"I saw your hands first," Francey said, "and I knew at once that you were something different."

It was too dark for her to see his face. Yet he turned away hastily. He spoke as though he did not care at all.

"Brown's a smart fellow. He knows what's coming, and what people are worth to him. We've got an agreement that when I'm Sir Robert I'm to boost the old place and do his operations free. I think he'll be rather sick if he doesn't need any."

It was half a joke, but if she had laughed—laughed in the wrong way—the chances were that he would have turned on his heel and left her without so much as a good-night. For he was strung up to an abnormal, cruel sensitiveness. Whatever else they did, people did not laugh at him. He had never given them the chance that he had given her. He had learnt to be silent, and now she had made him talk and the result had been an uncouth failure. He had thrown his hardships at her like a parvenu his riches. If she did not see through his crudeness to what was real in him, she could only see that he was a rather funny young man who swaggered outrageously.

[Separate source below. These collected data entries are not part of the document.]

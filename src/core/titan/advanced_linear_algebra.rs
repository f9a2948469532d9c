//! Decomposition, elimination and inversion with partial pivoting.
//!
//! Pivot ties are broken by the first maximum met in ascending row order,
//! so results are deterministic.
#![allow(clippy::needless_range_loop)]

use serde::Serialize;

use crate::core::error::{TitanError, TitanResult};
use crate::core::titan::matrix::Matrix;

/// Pivot magnitude at or below which elimination stops.
pub const DEFAULT_EPSILON: f64 = 1e-10;

/// Factors produced by [`lup_decomposition`]: `P·A = L·U`.
#[derive(Debug, Clone, PartialEq, Serialize)]
pub struct LupDecomposition {
    /// Unit lower-triangular.
    pub l: Matrix,
    /// Upper-triangular.
    pub u: Matrix,
    /// Row permutation applied while pivoting.
    pub p: Matrix,
}

/// LU decomposition with partial pivoting (Crout sweep, one column at a time).
///
/// At column `j` the row with the largest absolute value among rows `j..n`
/// becomes the pivot; the working array and the permutation are swapped
/// together. L and U are then read off the pivoted array.
pub fn lup_decomposition(a: &Matrix) -> TitanResult<LupDecomposition> {
    a.ensure_square()?;
    let size = a.rows();
    let mut lu = a.to_vec();
    let mut p = Matrix::identity(size)?.into_vec();
    let mut current_column = vec![0.0; size];

    for j in 0..size {
        for i in 0..size {
            current_column[i] = lu[i][j];
        }
        for i in 0..size {
            let s: f64 = (0..i.min(j)).map(|k| lu[i][k] * current_column[k]).sum();
            current_column[i] -= s;
            lu[i][j] = current_column[i];
        }

        let mut pivot = j;
        for i in (j + 1)..size {
            if current_column[i].abs() > current_column[pivot].abs() {
                pivot = i;
            }
        }
        if pivot != j {
            debug_log!("lup: column {j}: swapping rows {j} and {pivot}");
            lu.swap(pivot, j);
            p.swap(pivot, j);
        }

        if lu[j][j] != 0.0 {
            let diag = lu[j][j];
            for i in (j + 1)..size {
                lu[i][j] /= diag;
            }
        }
    }

    let mut l = Matrix::identity(size)?.into_vec();
    let mut u = Matrix::identity(size)?.into_vec();
    for i in 0..size {
        for j in 0..size {
            if i > j {
                l[i][j] = lu[i][j];
            } else {
                u[i][j] = lu[i][j];
            }
        }
    }

    Ok(LupDecomposition {
        l: Matrix::from_rows_unchecked(l),
        u: Matrix::from_rows_unchecked(u),
        p: Matrix::from_rows_unchecked(p),
    })
}

#[derive(Debug, Clone, Copy, PartialEq, Eq)]
pub enum EliminationStatus {
    /// Every pivot was usable; the matrix is in reduced row-echelon form.
    Reduced,
    /// Elimination stopped at this pivot row; the matrix is only partially reduced.
    Singular { pivot: usize },
}

/// Outcome of [`gauss_jordan_eliminate`].
#[derive(Debug, Clone, PartialEq)]
pub struct Elimination {
    pub matrix: Matrix,
    pub status: EliminationStatus,
}

impl Elimination {
    pub fn is_singular(&self) -> bool {
        matches!(self.status, EliminationStatus::Singular { .. })
    }

    /// Turn a degenerate elimination into `TitanError::Singular`.
    pub fn into_result(self) -> TitanResult<Matrix> {
        match self.status {
            EliminationStatus::Reduced => Ok(self.matrix),
            EliminationStatus::Singular { pivot } => Err(TitanError::Singular { pivot }),
        }
    }
}

/// Gauss-Jordan elimination to reduced row-echelon form.
///
/// Works on a copy: the input is never modified. When a pivot's magnitude
/// falls to `epsilon` or below, elimination stops and the partially reduced
/// matrix is returned tagged `Singular`; that is a result, not an error.
pub fn gauss_jordan_eliminate(m: &Matrix, epsilon: f64) -> Elimination {
    let mut work = m.deep_copy();
    let status = eliminate_rows(work.rows_mut(), epsilon);
    Elimination { matrix: work, status }
}

/// Alias of [`gauss_jordan_eliminate`].
pub fn row_reduce(m: &Matrix, epsilon: f64) -> Elimination {
    gauss_jordan_eliminate(m, epsilon)
}

fn eliminate_rows(m: &mut [Vec<f64>], eps: f64) -> EliminationStatus {
    let h = m.len();
    let w = m[0].len();
    let pivots = h.min(w);

    for y in 0..pivots {
        let mut maxrow = y;
        for y2 in (y + 1)..h {
            if m[y2][y].abs() > m[maxrow][y].abs() {
                maxrow = y2;
            }
        }
        if maxrow != y {
            debug_log!("gauss-jordan: pivot {y}: swapping in row {maxrow}");
            m.swap(y, maxrow);
        }

        if m[y][y].abs() <= eps {
            debug_log!("gauss-jordan: pivot {y} is {:e}, matrix is singular", m[y][y]);
            return EliminationStatus::Singular { pivot: y };
        }

        // Eliminate column below the pivot
        for y2 in (y + 1)..h {
            let c = m[y2][y] / m[y][y];
            for x in y..w {
                let delta = m[y][x] * c;
                m[y2][x] -= delta;
            }
        }
    }

    // Back-substitute, then normalize each pivot row
    for y in (0..pivots).rev() {
        let c = m[y][y];
        for y2 in 0..y {
            // descending so m[y2][y] is consumed last
            for x in (y..w).rev() {
                let delta = m[y][x] * m[y2][y] / c;
                m[y2][x] -= delta;
            }
        }
        m[y][y] /= c;
        for x in h..w {
            m[y][x] /= c;
        }
    }

    EliminationStatus::Reduced
}

fn augment_with_identity(m: &Matrix) -> TitanResult<Matrix> {
    let n = m.rows();
    let identity = Matrix::identity(n)?;
    let augmented = m
        .iter_rows()
        .zip(identity.iter_rows())
        .map(|(row, id)| row.iter().chain(id).copied().collect())
        .collect();
    Ok(Matrix::from_rows_unchecked(augmented))
}

fn right_half(m: &Matrix, n: usize) -> Matrix {
    Matrix::from_rows_unchecked(m.iter_rows().map(|row| row[n..].to_vec()).collect())
}

/// Inverse via Gauss-Jordan on `[A | I]`.
///
/// A singular input is not detected here: the right half of the partially
/// reduced system is returned as-is. Use [`matrix_inverse_checked`] to get
/// an error instead.
pub fn matrix_inverse(m: &Matrix) -> TitanResult<Matrix> {
    m.ensure_square()?;
    let reduced = gauss_jordan_eliminate(&augment_with_identity(m)?, DEFAULT_EPSILON);
    Ok(right_half(&reduced.matrix, m.rows()))
}

/// Like [`matrix_inverse`] but fails with `Singular` on a degenerate pivot.
pub fn matrix_inverse_checked(m: &Matrix, epsilon: f64) -> TitanResult<Matrix> {
    m.ensure_square()?;
    let reduced = gauss_jordan_eliminate(&augment_with_identity(m)?, epsilon).into_result()?;
    Ok(right_half(&reduced, m.rows()))
}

And that was not to be endured.

But she did not laugh at all.

"You're sure of yourself, Robert."

"Yes—I am."

"I'm sure of myself, too. Because I'm sure of things outside myself."

He did not try to understand her. He was wrestling with the expression of his own experiences. He threw out his free hand and turned it and closed the powerful, slender fingers, as though he were moulding some invisible substance.

"Outside things are colourless and lifeless—sort of plastic stuff—until we get hold of them. We twist them to the best shapes we can. Nothing happens to us that isn't exactly like ourselves. Even what people call accidents. Even a man's diseases. I've seen that in the Wards. People die as they live, and they live as they are——"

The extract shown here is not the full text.